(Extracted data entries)
>>>

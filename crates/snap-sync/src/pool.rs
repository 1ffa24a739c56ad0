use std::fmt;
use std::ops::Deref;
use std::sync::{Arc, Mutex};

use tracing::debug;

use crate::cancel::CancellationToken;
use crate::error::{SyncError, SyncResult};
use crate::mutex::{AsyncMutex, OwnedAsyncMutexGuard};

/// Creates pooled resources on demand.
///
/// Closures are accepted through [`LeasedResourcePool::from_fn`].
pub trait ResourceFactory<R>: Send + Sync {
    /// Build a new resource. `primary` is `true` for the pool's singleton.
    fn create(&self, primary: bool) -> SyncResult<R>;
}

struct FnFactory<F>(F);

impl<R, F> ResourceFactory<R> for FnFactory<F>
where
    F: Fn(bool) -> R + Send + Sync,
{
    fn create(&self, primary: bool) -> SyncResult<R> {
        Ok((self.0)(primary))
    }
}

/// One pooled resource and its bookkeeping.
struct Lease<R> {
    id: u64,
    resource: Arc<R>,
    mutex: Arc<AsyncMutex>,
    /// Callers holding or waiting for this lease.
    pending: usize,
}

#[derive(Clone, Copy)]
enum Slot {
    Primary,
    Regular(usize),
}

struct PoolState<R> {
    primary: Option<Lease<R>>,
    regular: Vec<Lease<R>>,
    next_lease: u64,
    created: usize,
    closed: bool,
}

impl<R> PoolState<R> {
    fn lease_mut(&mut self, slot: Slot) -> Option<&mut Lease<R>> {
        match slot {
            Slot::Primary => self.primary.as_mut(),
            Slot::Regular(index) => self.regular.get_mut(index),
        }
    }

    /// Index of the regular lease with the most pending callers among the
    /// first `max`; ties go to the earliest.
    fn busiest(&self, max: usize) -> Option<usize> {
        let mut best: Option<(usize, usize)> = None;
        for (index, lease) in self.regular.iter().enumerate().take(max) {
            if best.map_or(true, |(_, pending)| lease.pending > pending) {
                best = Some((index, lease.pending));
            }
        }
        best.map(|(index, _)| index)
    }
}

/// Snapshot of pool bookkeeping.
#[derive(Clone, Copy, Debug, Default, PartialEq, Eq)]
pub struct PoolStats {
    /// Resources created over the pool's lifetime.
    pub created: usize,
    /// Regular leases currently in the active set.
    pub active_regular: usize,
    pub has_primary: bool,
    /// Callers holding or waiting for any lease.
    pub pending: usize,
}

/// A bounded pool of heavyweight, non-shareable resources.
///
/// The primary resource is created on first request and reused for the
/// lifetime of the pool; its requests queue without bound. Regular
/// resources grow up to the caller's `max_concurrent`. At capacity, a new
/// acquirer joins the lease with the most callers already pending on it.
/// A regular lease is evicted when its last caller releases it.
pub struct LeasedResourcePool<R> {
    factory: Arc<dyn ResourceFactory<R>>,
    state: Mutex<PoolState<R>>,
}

<<<
>>>

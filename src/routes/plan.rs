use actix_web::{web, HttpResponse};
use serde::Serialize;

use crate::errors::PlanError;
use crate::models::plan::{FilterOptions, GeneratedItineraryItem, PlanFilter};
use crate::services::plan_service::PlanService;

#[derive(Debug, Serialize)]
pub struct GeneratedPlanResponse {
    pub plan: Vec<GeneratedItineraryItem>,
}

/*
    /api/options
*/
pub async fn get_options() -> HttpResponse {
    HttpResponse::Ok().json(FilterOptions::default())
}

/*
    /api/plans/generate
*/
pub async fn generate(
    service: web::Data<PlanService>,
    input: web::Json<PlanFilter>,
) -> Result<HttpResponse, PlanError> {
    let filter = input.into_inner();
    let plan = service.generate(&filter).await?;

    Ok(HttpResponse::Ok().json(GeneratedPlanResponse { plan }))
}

<<<

» **YOUR INSTRUCTIONS**: Above are the entries; copy every line among them that contains the word "pending".

» **EXERCISE OUTPUT**:
    pending: usize,
    /// Index of the regular lease with the most pending callers among the
            if best.map_or(true, |(_, pending)| lease.pending > pending) {
                best = Some((index, lease.pending));
    pub pending: usize,
/// acquirer joins the lease with the most callers already pending on it.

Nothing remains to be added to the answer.